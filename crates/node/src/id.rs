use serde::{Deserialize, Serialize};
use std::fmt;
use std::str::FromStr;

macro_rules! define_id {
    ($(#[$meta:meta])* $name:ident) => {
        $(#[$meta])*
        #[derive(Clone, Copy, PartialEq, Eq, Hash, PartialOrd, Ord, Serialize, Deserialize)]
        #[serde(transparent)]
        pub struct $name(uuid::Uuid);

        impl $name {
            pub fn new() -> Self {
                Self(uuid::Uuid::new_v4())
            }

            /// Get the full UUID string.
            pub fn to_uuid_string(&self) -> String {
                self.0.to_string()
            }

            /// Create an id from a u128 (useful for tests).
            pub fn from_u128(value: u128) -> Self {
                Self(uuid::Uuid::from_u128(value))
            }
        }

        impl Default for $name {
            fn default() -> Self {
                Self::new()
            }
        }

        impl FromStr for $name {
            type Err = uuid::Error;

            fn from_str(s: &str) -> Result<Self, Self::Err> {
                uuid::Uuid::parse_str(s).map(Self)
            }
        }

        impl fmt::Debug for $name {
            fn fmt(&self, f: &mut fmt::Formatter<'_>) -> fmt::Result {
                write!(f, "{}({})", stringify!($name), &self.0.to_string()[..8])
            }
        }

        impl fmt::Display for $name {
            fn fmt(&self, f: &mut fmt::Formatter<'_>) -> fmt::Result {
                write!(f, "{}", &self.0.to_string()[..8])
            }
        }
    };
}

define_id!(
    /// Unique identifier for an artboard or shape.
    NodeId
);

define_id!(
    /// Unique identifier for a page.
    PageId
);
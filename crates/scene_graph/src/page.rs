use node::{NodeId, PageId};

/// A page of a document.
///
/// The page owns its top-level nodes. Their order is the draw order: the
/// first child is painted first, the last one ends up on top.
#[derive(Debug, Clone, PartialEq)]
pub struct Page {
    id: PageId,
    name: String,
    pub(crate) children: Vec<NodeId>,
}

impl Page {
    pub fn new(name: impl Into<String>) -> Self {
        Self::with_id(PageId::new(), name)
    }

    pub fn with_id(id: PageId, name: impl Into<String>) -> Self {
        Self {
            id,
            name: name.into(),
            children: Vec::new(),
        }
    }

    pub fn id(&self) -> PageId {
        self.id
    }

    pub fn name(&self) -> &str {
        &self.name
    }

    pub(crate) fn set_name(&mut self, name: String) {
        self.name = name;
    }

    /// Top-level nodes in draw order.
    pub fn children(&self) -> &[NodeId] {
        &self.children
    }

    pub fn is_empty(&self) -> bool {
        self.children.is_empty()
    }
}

Assignment: In the entries above, find each line that includes the string "level" and copy it.

Written response:
/// The page owns its top-level nodes. Their order is the draw order: the
    /// Top-level nodes in draw order.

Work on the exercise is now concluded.